TensorFlow has a component named TensorFlow Object Detection, whose purpose is to train a system capable of recognizing objects in a frame. Usually, this technology is used to detect real-life objects, until I took on the challenge of building a detection system to detect everybody's favorite Pokemon, Pikachu. What is object detection, and how I built my model? That's what this talk is about.
Deep inside the many functionalities and tools of TensorFlow, lies a component named TensorFlow Object Detection API, whose purpose, as the name says, is to train a system capable of recognizing objects in a frame. Usually, this technology is used to detect real-life objects such as cars, trees and dogs. However, I decided to give it a personal touch and took on the challenge of building a detection model to detect everybody's favorite Pokemon, Pikachu.
In this talk, I will introduce the concept of image detection alongside how to train a custom model using TensorFlow Object Detection API with the goal of deploying it on several platforms, such as an Android device. But more importantly, instead of just talking about fancy neural networks and good results, I would like to explain the whole process I followed to achieve this.

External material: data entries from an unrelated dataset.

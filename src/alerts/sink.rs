//! Metrics/alert sink.
//!
//! The sink owns process-level counters (cycle count, last cycle time, the
//! unfavorable-funding streak). The scheduler only hands it outcomes.

use chrono::{DateTime, Utc};
use rust_decimal::Decimal;
use serde::Serialize;
use std::sync::Mutex;
use tracing::info;

use super::types::{Alert, AlertKind, AlertSeverity};
use crate::keeper::CycleOutcome;
use crate::strategy::annualized_apr_pct;

/// Destination for metrics and alerts. Fire-and-forget.
pub trait MetricsSink: Send + Sync {
    fn metric(&self, name: &str, value: Decimal, timestamp: DateTime<Utc>, tags: &[(&str, &str)]);
    fn alert(&self, alert: Alert);
    fn record_cycle(&self, outcome: &CycleOutcome);
}

/// Thresholds the tracker needs to derive alerts.
#[derive(Debug, Clone)]
pub struct SinkSettings {
    pub delta_threshold_bps: u32,
    pub min_funding_rate: Decimal,
    pub funding_periods_per_day: u32,
    /// Consecutive unfavorable cycles before alerting
    pub unfavorable_funding_alert_cycles: u32,
}

#[derive(Debug, Clone, PartialEq, Serialize)]
pub struct MetricPoint {
    pub name: &'static str,
    pub value: Decimal,
    pub timestamp: DateTime<Utc>,
    pub tags: Vec<(String, String)>,
}

/// Turns outcomes into metric points and alerts.
#[derive(Debug)]
pub struct CycleTracker {
    settings: SinkSettings,
    cycle_count: u64,
    last_cycle_at: Option<DateTime<Utc>>,
    unfavorable_streak: u32,
}

impl CycleTracker {
    pub fn new(settings: SinkSettings) -> Self {
        Self {
            settings,
            cycle_count: 0,
            last_cycle_at: None,
            unfavorable_streak: 0,
        }
    }

    pub fn cycle_count(&self) -> u64 {
        self.cycle_count
    }

    pub fn last_cycle_at(&self) -> Option<DateTime<Utc>> {
        self.last_cycle_at
    }

    pub fn unfavorable_streak(&self) -> u32 {
        self.unfavorable_streak
    }

    pub fn observe(&mut self, outcome: &CycleOutcome) -> (Vec<MetricPoint>, Vec<Alert>) {
        self.cycle_count += 1;
        self.last_cycle_at = Some(outcome.timestamp);

        let ts = outcome.timestamp;
        let mut metrics = Vec::new();
        let mut alerts = Vec::new();

        let point = |name: &'static str, value: Decimal, tags: Vec<(String, String)>| MetricPoint {
            name,
            value,
            timestamp: ts,
            tags,
        };

        if let Some(market) = &outcome.market {
            let tags = vec![("symbol".to_string(), market.symbol.clone())];
            metrics.push(point("funding_rate", market.funding_rate, tags.clone()));
            metrics.push(point("mark_price", market.mark_price, tags.clone()));
            metrics.push(point("oracle_price", market.oracle_price, tags.clone()));
            metrics.push(point(
                "annualized_apr_pct",
                annualized_apr_pct(market.funding_rate, self.settings.funding_periods_per_day),
                tags,
            ));
        }

        if let Some(vault) = &outcome.vault {
            if let Ok(spot) = vault.spot_value() {
                metrics.push(point("vault_spot_value_usd", spot, Vec::new()));
            }
            if let Ok(size) = vault.perp_short_size() {
                metrics.push(point("vault_perp_short_eth", size, Vec::new()));
            }
        }

        if let Some(delta) = &outcome.delta {
            metrics.push(point("delta_usd", delta.delta_usd, Vec::new()));
            metrics.push(point("delta_ratio_bps", Decimal::from(delta.delta_ratio_bps), Vec::new()));

            if delta.needs_rebalance {
                alerts.push(Alert::new(
                    outcome.cycle,
                    AlertSeverity::Warning,
                    AlertKind::RebalanceRecommended {
                        delta_usd: delta.delta_usd,
                        delta_ratio_bps: delta.delta_ratio_bps,
                        threshold_bps: self.settings.delta_threshold_bps,
                    },
                    format!(
                        "Delta {} bps (${}) at or above threshold {} bps; operator rebalance recommended",
                        delta.delta_ratio_bps, delta.delta_usd, self.settings.delta_threshold_bps
                    ),
                ));
            }
        }

        match outcome.funding_favorable {
            Some(true) => self.unfavorable_streak = 0,
            Some(false) => {
                self.unfavorable_streak += 1;
                let every = self.settings.unfavorable_funding_alert_cycles.max(1);
                if self.unfavorable_streak % every == 0 {
                    if let Some(market) = &outcome.market {
                        alerts.push(Alert::new(
                            outcome.cycle,
                            AlertSeverity::Warning,
                            AlertKind::FundingUnfavorable {
                                symbol: market.symbol.clone(),
                                funding_rate: market.funding_rate,
                                min_funding_rate: self.settings.min_funding_rate,
                                consecutive_cycles: self.unfavorable_streak,
                            },
                            format!(
                                "{} funding {} at or below {} for {} consecutive cycles",
                                market.symbol,
                                market.funding_rate,
                                self.settings.min_funding_rate,
                                self.unfavorable_streak
                            ),
                        ));
                    }
                }
            }
            // not fetched: streak carries over
            None => {}
        }

        for failure in outcome.errors.iter().filter(|f| f.error.is_alertable()) {
            alerts.push(Alert::new(
                outcome.cycle,
                AlertSeverity::Error,
                AlertKind::StepFailed {
                    step: failure.step,
                    error: failure.error.clone(),
                },
                format!("{} step failed: {}", failure.step, failure.error),
            ));
        }

        metrics.push(point("cycle_errors", Decimal::from(outcome.errors.len()), Vec::new()));
        metrics.push(point("cycle_count", Decimal::from(self.cycle_count), Vec::new()));

        (metrics, alerts)
    }
}

/// Sink writing to `tracing` under the `keeper_metric` and `keeper_alert`
/// targets.
#[derive(Debug)]
pub struct TracingSink {
    tracker: Mutex<CycleTracker>,
}

impl TracingSink {
    pub fn new(settings: SinkSettings) -> Self {
        Self {
            tracker: Mutex::new(CycleTracker::new(settings)),
        }
    }

    pub fn cycle_count(&self) -> u64 {
        self.tracker
            .lock()
            .unwrap_or_else(|poisoned| poisoned.into_inner())
            .cycle_count()
    }
}

impl MetricsSink for TracingSink {
    fn metric(&self, name: &str, value: Decimal, timestamp: DateTime<Utc>, tags: &[(&str, &str)]) {
        info!(
            target: "keeper_metric",
            metric = name,
            value = %value,
            timestamp = %timestamp.to_rfc3339(),
            tags = ?tags,
            "KEEPER_METRIC"
        );
    }

    fn alert(&self, alert: Alert) {
        alert.emit();
    }

    fn record_cycle(&self, outcome: &CycleOutcome) {
        let (metrics, alerts) = self
            .tracker
            .lock()
            .unwrap_or_else(|poisoned| poisoned.into_inner())
            .observe(outcome);

        for point in &metrics {
            let tags: Vec<(&str, &str)> = point
                .tags
                .iter()
                .map(|(k, v)| (k.as_str(), v.as_str()))
                .collect();
            self.metric(point.name, point.value, point.timestamp, &tags);
        }
        for alert in alerts {
            self.alert(alert);
        }
    }
}

/// Sink that keeps everything in memory.
#[cfg(test)]
#[derive(Debug, Default)]
pub struct RecordingSink {
    pub outcomes: Mutex<Vec<CycleOutcome>>,
    pub metrics: Mutex<Vec<(String, DateTime<Utc>)>>,
    pub alerts: Mutex<Vec<Alert>>,
}

#[cfg(test)]
impl MetricsSink for RecordingSink {
    fn metric(&self, name: &str, _value: Decimal, timestamp: DateTime<Utc>, _tags: &[(&str, &str)]) {
        self.metrics.lock().unwrap().push((name.to_string(), timestamp));
    }

    fn alert(&self, alert: Alert) {
        self.alerts.lock().unwrap().push(alert);
    }

    fn record_cycle(&self, outcome: &CycleOutcome) {
        self.outcomes.lock().unwrap().push(outcome.clone());
    }
}

#[cfg(test)]
mod tests {
    use super::*;
    use crate::error::KeeperError;
    use crate::keeper::Step;
    use crate::market::MarketSnapshot;
    use crate::strategy::DeltaResult;
    use rust_decimal_macros::dec;

    fn settings() -> SinkSettings {
        SinkSettings {
            delta_threshold_bps: 500,
            min_funding_rate: dec!(0.0001),
            funding_periods_per_day: 3,
            unfavorable_funding_alert_cycles: 3,
        }
    }

    fn snapshot(rate: Decimal) -> MarketSnapshot {
        MarketSnapshot {
            symbol: "ETH".to_string(),
            funding_rate: rate,
            mark_price: dec!(3500),
            oracle_price: dec!(3499.5),
            open_interest: dec!(1000),
            observed_at: Utc::now(),
        }
    }

    fn outcome_with_funding(cycle: u64, favorable: bool) -> CycleOutcome {
        let mut outcome = CycleOutcome::new(cycle, Utc::now());
        outcome.market = Some(snapshot(if favorable { dec!(0.00012) } else { dec!(0.00005) }));
        outcome.funding_favorable = Some(favorable);
        outcome
    }

    fn metric<'a>(metrics: &'a [MetricPoint], name: &str) -> Option<&'a MetricPoint> {
        metrics.iter().find(|m| m.name == name)
    }

    #[test]
    fn test_market_metrics_and_counter() {
        let mut tracker = CycleTracker::new(settings());
        let (metrics, alerts) = tracker.observe(&outcome_with_funding(1, true));

        assert!(alerts.is_empty());
        assert_eq!(metric(&metrics, "annualized_apr_pct").unwrap().value, dec!(13.14));
        assert_eq!(metric(&metrics, "cycle_count").unwrap().value, dec!(1));
        assert_eq!(metric(&metrics, "cycle_errors").unwrap().value, dec!(0));
        assert!(metric(&metrics, "delta_usd").is_none());
        assert!(tracker.last_cycle_at().is_some());
    }

    #[test]
    fn test_rebalance_alert_is_warning() {
        let mut tracker = CycleTracker::new(settings());
        let mut outcome = CycleOutcome::new(1, Utc::now());
        outcome.delta = Some(DeltaResult {
            delta_usd: dec!(5000),
            delta_ratio_bps: 500,
            needs_rebalance: true,
        });

        let (metrics, alerts) = tracker.observe(&outcome);
        assert_eq!(metric(&metrics, "delta_ratio_bps").unwrap().value, dec!(500));
        assert_eq!(alerts.len(), 1);
        assert_eq!(alerts[0].severity, AlertSeverity::Warning);
        assert!(matches!(alerts[0].kind, AlertKind::RebalanceRecommended { .. }));
    }

    #[test]
    fn test_unfavorable_funding_alerts_after_streak() {
        let mut tracker = CycleTracker::new(settings());

        assert!(tracker.observe(&outcome_with_funding(1, false)).1.is_empty());
        assert!(tracker.observe(&outcome_with_funding(2, false)).1.is_empty());
        // a cycle without market data keeps the streak
        assert!(tracker.observe(&CycleOutcome::new(3, Utc::now())).1.is_empty());

        let (_, alerts) = tracker.observe(&outcome_with_funding(4, false));
        assert_eq!(alerts.len(), 1);
        match &alerts[0].kind {
            AlertKind::FundingUnfavorable {
                consecutive_cycles, ..
            } => assert_eq!(*consecutive_cycles, 3),
            other => panic!("unexpected alert: {other:?}"),
        }

        tracker.observe(&outcome_with_funding(5, true));
        assert_eq!(tracker.unfavorable_streak(), 0);
    }

    #[test]
    fn test_step_failures_alert_except_delta_unavailable() {
        let mut tracker = CycleTracker::new(settings());
        let mut outcome = CycleOutcome::new(1, Utc::now());
        outcome.record_failure(Step::Market, KeeperError::MarketDataUnavailable("503".into()));
        outcome.record_failure(Step::Coordinator, KeeperError::DeltaComputationUnavailable);

        let (metrics, alerts) = tracker.observe(&outcome);
        assert_eq!(metric(&metrics, "cycle_errors").unwrap().value, dec!(2));
        assert_eq!(alerts.len(), 1);
        assert_eq!(alerts[0].severity, AlertSeverity::Error);
        assert_eq!(alerts[0].category, "step_failure");
    }

    #[test]
    fn test_metric_points_carry_cycle_timestamp() {
        let mut tracker = CycleTracker::new(settings());
        let at = Utc::now() - chrono::Duration::minutes(5);
        let mut outcome = outcome_with_funding(1, true);
        outcome.timestamp = at;

        let (metrics, _) = tracker.observe(&outcome);
        assert!(!metrics.is_empty());
        assert!(metrics.iter().all(|m| m.timestamp == at));

        let recorder = RecordingSink::default();
        for point in &metrics {
            recorder.metric(point.name, point.value, point.timestamp, &[]);
        }
        assert!(recorder.metrics.lock().unwrap().iter().all(|(_, ts)| *ts == at));
    }

    #[test]
    fn test_tracing_sink_counts_cycles() {
        let sink = TracingSink::new(settings());
        sink.record_cycle(&outcome_with_funding(1, true));
        sink.record_cycle(&outcome_with_funding(2, false));
        assert_eq!(sink.cycle_count(), 2);
    }
}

First, I will start with an introduction of the TensorFlow Object Detection API library by summarizing some of the details explained in the original paper, for instance, the features that make this library unique, and the different kinds of object detection architectures it supports. After that bit of theory, I will continue with how I converted my Pikachu images into the right format so I could create the dataset. Afterwards, I will explain the training process, and how to evaluate it using Tensorflow’s web UI, TensorBoard. Lastly, I will describe how to use the model in a Python notebook, the (somehow hard and painful) process of exporting it and using it on Android, and how to apply it to detect Pikachu in a video.